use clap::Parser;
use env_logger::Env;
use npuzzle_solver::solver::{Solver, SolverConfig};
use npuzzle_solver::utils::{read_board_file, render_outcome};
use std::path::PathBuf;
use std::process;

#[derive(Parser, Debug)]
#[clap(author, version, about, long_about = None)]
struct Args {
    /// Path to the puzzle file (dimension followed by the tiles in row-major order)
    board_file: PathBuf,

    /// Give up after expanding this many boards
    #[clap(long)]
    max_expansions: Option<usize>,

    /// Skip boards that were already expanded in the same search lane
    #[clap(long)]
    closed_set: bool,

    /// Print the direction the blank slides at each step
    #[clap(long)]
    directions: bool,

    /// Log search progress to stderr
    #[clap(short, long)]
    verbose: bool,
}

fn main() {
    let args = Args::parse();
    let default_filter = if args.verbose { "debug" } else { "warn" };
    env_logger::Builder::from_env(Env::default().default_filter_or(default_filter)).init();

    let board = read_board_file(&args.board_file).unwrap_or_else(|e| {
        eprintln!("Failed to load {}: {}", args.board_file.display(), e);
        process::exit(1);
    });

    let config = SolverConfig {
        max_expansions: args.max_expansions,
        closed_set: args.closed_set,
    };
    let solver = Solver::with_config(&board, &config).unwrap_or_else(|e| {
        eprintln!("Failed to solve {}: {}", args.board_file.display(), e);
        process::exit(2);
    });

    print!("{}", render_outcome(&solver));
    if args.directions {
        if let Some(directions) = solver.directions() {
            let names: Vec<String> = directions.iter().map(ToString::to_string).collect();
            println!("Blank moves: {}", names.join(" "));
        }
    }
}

□ □ □ □ □

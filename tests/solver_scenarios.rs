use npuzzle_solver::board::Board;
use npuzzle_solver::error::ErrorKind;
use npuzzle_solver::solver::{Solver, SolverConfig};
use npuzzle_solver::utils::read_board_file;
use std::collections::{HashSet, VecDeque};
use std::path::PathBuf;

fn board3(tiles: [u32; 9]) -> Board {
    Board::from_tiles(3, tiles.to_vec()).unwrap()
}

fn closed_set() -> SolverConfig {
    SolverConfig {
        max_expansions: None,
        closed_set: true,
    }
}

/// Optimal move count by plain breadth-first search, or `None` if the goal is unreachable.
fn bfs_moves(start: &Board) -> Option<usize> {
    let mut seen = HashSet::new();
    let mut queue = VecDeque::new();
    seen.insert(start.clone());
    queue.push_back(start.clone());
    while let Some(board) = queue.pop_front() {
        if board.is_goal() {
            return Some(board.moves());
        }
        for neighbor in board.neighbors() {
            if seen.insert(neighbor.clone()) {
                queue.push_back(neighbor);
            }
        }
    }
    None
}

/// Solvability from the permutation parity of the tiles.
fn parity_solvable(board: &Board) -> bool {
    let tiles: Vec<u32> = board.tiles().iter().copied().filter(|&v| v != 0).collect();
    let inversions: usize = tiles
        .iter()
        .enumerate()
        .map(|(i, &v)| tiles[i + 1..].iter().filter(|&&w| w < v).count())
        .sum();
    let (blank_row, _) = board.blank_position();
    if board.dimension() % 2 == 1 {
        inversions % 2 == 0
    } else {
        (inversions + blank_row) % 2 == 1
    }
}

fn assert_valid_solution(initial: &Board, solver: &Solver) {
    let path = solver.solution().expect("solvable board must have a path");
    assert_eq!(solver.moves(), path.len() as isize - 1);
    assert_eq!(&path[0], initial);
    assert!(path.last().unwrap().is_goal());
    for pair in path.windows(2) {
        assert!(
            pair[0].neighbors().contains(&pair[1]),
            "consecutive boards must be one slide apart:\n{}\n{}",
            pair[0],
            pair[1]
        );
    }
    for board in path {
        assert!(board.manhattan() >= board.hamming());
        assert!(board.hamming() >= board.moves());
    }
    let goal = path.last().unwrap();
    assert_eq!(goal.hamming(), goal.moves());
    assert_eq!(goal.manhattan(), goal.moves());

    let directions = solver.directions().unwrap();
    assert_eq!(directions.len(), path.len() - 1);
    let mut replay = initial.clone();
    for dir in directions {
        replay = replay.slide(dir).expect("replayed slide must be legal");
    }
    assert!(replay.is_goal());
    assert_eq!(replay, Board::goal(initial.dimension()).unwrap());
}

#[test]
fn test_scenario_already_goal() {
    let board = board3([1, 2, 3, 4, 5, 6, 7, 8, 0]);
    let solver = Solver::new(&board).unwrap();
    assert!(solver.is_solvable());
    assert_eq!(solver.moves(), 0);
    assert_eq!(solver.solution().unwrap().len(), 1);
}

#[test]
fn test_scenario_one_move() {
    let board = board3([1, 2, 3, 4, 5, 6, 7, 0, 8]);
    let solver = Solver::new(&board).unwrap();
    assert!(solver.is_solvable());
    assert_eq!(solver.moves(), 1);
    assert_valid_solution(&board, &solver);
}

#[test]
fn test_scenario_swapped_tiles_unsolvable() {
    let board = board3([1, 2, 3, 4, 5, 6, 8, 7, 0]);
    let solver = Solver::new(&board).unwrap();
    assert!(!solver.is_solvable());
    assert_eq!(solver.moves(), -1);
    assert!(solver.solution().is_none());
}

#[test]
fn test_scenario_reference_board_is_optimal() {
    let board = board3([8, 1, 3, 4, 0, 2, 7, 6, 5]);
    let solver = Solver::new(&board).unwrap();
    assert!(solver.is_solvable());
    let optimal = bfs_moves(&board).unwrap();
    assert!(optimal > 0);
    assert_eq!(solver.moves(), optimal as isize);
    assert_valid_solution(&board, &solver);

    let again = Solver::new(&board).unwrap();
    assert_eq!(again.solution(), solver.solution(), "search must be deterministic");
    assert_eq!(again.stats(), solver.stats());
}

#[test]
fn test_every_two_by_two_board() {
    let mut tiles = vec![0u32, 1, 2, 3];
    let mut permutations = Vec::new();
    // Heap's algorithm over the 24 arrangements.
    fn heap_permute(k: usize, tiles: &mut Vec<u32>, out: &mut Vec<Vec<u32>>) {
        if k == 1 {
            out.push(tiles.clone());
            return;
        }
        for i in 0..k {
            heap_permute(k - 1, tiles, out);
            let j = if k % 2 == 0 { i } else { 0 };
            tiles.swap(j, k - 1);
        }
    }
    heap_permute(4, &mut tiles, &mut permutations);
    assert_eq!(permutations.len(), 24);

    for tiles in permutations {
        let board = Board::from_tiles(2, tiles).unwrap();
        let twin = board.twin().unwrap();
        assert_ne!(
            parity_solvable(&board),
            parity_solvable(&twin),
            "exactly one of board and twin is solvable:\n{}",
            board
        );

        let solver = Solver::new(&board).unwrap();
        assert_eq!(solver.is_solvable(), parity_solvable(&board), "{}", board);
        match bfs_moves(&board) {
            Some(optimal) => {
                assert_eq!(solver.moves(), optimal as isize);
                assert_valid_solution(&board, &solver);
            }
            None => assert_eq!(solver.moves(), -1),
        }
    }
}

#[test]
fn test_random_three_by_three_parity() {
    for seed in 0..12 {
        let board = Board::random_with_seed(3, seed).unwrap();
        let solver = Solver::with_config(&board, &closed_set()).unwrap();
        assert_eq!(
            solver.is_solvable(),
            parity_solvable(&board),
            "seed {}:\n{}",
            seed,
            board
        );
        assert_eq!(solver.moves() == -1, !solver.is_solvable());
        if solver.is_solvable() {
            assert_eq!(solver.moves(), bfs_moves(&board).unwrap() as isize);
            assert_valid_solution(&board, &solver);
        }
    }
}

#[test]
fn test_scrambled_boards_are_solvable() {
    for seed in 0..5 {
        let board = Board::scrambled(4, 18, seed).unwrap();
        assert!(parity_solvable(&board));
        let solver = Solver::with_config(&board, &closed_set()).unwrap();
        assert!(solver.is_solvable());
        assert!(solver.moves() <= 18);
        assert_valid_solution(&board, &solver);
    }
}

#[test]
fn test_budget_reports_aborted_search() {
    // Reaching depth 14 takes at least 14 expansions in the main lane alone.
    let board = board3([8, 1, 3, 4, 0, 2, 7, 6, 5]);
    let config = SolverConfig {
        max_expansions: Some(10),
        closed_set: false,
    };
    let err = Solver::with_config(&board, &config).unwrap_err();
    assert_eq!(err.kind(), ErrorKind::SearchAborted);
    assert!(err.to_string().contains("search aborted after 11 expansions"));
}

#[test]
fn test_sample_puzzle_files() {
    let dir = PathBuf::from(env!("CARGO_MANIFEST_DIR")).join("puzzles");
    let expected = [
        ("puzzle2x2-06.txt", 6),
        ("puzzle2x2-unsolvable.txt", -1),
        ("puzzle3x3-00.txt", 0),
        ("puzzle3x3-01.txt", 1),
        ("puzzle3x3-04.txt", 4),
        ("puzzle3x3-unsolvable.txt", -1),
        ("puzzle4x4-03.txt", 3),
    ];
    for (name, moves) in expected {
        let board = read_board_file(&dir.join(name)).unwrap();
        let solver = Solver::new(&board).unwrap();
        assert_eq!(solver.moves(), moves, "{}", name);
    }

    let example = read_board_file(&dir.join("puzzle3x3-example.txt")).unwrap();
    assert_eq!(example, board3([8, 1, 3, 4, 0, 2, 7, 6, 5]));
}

□ □ □ □ □

#### REQUIRED ACTION
Among the records above, find the lines where the word "hamming" appears and copy them.

#### SOLVED PROBLEM
        assert!(board.manhattan() >= board.hamming());
        assert!(board.hamming() >= board.moves());
    assert_eq!(goal.hamming(), goal.moves());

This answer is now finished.